| DATA LISTING |
=-=-=-=-=

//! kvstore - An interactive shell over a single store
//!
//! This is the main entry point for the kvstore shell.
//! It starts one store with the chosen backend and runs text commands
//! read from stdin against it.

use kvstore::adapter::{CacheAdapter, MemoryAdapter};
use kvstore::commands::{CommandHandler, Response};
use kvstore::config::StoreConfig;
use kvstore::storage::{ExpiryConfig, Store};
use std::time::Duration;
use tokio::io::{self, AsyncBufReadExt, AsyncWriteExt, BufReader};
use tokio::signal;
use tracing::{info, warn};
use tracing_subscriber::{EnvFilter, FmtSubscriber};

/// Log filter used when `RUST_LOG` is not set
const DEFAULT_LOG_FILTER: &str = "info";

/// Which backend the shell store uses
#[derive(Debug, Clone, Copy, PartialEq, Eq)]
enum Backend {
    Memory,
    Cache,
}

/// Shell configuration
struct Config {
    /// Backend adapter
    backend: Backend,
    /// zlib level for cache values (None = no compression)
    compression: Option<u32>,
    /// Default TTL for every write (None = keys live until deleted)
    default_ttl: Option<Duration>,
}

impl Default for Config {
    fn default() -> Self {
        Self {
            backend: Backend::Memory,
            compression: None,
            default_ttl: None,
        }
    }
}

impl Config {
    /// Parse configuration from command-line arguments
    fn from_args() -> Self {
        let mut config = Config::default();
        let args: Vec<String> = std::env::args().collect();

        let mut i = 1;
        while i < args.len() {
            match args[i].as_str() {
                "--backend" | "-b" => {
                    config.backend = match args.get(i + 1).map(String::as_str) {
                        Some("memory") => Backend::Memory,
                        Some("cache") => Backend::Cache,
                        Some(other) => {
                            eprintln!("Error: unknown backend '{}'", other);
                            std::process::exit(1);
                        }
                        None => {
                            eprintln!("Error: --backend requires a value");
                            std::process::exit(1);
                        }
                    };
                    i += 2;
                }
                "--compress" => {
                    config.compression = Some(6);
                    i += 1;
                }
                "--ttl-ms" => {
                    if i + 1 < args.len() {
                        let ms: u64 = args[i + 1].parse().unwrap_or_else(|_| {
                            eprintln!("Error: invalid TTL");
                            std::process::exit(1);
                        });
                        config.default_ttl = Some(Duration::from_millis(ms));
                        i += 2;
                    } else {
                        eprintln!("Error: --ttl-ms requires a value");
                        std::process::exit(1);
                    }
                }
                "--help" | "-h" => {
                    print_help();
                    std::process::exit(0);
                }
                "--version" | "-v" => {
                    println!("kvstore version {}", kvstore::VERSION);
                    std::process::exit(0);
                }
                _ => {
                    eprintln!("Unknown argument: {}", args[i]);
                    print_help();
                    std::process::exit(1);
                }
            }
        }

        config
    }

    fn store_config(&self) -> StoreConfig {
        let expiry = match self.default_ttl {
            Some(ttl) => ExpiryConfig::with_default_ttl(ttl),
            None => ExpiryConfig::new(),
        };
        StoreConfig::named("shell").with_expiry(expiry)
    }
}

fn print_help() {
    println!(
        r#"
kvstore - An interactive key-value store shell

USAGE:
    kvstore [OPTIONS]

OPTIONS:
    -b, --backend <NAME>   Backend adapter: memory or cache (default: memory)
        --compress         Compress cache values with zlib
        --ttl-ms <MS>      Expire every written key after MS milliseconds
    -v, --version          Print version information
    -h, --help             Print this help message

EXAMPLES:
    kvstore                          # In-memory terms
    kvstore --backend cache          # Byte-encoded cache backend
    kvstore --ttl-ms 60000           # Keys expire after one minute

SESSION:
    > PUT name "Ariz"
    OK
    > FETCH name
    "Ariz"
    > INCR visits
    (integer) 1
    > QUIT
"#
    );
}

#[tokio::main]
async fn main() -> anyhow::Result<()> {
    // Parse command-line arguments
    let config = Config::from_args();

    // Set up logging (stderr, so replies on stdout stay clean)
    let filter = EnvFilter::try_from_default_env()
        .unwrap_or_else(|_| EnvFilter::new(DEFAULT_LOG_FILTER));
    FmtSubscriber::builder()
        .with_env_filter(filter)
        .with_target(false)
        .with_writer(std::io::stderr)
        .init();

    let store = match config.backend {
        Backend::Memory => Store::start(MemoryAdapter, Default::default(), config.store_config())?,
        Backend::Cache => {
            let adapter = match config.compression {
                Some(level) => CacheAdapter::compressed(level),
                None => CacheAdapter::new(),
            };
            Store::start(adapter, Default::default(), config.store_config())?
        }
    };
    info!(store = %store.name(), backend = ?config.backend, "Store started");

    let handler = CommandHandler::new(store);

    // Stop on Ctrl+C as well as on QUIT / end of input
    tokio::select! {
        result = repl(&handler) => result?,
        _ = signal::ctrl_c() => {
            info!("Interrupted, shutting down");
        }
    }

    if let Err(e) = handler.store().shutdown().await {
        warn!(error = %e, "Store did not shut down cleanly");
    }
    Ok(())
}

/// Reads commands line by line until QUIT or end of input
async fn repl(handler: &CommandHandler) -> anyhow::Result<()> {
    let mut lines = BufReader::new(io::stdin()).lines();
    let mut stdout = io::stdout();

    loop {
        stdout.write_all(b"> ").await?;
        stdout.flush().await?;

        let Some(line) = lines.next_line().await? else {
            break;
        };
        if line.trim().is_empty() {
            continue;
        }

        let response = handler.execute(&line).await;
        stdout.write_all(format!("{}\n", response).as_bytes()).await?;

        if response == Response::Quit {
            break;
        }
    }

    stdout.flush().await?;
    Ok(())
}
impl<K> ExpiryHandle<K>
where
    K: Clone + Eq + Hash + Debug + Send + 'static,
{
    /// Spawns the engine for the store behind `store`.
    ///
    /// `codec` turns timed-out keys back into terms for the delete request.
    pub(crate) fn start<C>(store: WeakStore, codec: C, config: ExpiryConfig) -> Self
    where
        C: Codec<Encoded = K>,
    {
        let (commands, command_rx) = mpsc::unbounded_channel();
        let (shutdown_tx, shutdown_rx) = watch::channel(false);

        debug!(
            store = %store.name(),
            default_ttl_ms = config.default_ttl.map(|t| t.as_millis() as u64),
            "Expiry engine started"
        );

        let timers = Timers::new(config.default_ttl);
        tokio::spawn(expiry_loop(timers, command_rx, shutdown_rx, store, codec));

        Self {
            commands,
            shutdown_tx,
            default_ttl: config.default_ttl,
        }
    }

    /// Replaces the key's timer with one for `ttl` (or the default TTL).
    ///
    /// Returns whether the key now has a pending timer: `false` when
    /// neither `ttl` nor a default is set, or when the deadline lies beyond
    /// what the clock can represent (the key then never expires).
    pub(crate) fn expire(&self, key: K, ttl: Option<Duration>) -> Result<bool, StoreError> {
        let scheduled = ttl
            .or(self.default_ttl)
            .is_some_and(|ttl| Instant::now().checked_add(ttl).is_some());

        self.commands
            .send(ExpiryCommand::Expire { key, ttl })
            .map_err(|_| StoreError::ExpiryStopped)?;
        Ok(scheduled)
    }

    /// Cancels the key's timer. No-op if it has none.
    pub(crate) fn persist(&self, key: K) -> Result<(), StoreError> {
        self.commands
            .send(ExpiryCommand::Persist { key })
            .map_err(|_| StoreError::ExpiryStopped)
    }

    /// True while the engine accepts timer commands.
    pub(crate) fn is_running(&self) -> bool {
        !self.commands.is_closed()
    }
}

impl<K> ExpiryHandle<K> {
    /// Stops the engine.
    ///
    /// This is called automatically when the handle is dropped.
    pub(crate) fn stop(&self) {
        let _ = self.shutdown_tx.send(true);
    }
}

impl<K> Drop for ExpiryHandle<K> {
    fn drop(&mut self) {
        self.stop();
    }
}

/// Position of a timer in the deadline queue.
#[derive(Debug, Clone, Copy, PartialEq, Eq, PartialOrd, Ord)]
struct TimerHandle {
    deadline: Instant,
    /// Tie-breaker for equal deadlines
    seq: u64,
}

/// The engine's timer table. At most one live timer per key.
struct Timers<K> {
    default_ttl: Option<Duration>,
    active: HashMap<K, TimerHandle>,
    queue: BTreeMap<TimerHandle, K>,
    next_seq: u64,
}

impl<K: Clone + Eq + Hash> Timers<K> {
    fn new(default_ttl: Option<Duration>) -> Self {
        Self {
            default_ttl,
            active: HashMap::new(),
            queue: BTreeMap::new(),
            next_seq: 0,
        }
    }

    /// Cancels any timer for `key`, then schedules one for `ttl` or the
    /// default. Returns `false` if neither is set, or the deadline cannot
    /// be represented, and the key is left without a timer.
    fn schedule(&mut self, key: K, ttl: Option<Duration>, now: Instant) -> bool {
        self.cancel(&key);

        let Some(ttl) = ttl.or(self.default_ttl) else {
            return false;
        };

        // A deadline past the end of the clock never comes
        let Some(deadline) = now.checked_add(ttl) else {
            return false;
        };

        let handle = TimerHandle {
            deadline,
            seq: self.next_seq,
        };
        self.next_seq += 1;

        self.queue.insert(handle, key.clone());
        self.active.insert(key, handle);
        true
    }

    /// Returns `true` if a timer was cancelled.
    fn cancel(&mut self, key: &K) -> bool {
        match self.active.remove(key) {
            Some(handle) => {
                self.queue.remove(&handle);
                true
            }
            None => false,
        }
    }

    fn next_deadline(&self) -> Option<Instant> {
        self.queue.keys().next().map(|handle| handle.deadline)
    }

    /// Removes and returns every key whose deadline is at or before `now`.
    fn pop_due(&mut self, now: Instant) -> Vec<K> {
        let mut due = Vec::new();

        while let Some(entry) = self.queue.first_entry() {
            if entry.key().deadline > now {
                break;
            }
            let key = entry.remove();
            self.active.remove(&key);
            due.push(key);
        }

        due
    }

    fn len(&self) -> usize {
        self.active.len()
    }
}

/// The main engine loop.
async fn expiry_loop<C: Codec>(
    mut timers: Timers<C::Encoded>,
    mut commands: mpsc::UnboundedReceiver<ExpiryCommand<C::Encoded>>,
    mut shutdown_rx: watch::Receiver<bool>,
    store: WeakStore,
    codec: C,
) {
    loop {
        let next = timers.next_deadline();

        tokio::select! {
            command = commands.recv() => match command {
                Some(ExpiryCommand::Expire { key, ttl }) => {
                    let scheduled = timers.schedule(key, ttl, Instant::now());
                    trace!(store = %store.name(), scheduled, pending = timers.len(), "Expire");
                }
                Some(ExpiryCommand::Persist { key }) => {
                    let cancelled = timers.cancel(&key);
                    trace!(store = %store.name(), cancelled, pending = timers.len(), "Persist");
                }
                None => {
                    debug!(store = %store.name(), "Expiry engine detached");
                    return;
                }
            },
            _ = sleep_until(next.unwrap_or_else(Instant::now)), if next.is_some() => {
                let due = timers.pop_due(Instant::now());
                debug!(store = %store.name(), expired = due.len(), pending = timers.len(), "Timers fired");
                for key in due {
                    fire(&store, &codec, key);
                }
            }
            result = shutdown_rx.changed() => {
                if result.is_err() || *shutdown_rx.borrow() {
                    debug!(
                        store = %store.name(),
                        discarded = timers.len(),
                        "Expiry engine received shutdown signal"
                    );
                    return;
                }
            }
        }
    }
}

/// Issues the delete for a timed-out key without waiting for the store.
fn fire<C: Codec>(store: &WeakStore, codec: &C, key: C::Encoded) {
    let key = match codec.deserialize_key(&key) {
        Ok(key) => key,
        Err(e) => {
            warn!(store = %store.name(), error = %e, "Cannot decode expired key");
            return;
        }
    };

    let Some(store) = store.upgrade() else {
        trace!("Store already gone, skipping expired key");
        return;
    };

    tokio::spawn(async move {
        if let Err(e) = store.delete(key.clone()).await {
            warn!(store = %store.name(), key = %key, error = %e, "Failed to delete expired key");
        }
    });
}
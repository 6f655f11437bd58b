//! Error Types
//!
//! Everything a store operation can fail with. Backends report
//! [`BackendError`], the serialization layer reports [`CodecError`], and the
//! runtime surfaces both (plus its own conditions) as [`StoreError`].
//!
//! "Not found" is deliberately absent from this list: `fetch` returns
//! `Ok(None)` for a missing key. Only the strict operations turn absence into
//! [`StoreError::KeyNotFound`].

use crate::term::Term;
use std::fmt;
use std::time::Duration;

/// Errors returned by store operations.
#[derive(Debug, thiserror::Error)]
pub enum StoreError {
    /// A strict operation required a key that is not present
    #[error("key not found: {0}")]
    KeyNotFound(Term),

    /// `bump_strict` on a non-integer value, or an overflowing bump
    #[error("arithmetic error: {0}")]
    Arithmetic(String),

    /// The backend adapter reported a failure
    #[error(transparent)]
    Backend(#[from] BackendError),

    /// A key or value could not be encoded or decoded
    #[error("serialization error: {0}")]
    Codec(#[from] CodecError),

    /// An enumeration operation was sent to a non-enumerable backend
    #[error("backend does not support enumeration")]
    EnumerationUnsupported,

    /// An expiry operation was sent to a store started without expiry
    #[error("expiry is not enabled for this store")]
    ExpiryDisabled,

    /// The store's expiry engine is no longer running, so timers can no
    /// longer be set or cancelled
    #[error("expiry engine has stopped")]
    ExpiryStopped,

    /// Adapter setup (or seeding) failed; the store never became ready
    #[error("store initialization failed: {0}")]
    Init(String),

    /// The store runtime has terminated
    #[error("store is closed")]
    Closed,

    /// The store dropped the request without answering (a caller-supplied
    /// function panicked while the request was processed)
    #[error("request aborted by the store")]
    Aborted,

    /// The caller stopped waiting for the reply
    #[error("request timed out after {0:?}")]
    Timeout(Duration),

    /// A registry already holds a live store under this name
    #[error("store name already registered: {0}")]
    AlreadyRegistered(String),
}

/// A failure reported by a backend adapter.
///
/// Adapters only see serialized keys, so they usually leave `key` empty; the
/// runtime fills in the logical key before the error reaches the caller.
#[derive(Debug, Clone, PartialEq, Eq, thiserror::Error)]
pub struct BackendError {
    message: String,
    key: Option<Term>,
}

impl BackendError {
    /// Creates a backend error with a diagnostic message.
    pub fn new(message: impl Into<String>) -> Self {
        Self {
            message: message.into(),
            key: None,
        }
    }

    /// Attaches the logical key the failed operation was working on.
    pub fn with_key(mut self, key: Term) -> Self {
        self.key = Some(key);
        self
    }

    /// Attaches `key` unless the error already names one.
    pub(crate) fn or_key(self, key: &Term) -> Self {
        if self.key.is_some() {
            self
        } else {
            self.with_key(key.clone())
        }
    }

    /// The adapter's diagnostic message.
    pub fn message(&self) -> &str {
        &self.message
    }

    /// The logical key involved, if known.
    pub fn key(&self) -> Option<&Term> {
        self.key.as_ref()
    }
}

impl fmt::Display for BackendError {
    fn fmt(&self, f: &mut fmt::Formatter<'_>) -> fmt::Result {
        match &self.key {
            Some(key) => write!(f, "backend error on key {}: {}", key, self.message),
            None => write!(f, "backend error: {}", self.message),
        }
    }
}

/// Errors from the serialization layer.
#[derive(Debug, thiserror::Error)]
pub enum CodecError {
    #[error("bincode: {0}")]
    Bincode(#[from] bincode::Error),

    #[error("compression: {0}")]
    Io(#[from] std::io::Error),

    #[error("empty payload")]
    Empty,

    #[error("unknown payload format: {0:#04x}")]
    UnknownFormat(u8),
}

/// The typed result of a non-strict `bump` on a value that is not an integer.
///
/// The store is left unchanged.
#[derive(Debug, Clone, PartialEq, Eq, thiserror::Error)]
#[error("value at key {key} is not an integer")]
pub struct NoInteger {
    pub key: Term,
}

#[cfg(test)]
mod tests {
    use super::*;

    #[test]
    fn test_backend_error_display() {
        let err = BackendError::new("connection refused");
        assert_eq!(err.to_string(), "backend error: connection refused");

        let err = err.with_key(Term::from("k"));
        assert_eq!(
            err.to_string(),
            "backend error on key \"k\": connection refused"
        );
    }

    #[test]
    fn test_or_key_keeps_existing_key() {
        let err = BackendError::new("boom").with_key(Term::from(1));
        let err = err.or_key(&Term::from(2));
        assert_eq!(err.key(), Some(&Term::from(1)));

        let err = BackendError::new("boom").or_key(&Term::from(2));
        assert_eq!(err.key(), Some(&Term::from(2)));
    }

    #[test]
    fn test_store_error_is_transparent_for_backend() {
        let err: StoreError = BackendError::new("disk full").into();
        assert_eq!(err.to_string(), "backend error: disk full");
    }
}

=-=-=-=-=

| WHAT TO WORK ON |
In how many lines of the records does the word "commands" appear? Give the number alone.

| EXERCISE RESPONSE |
11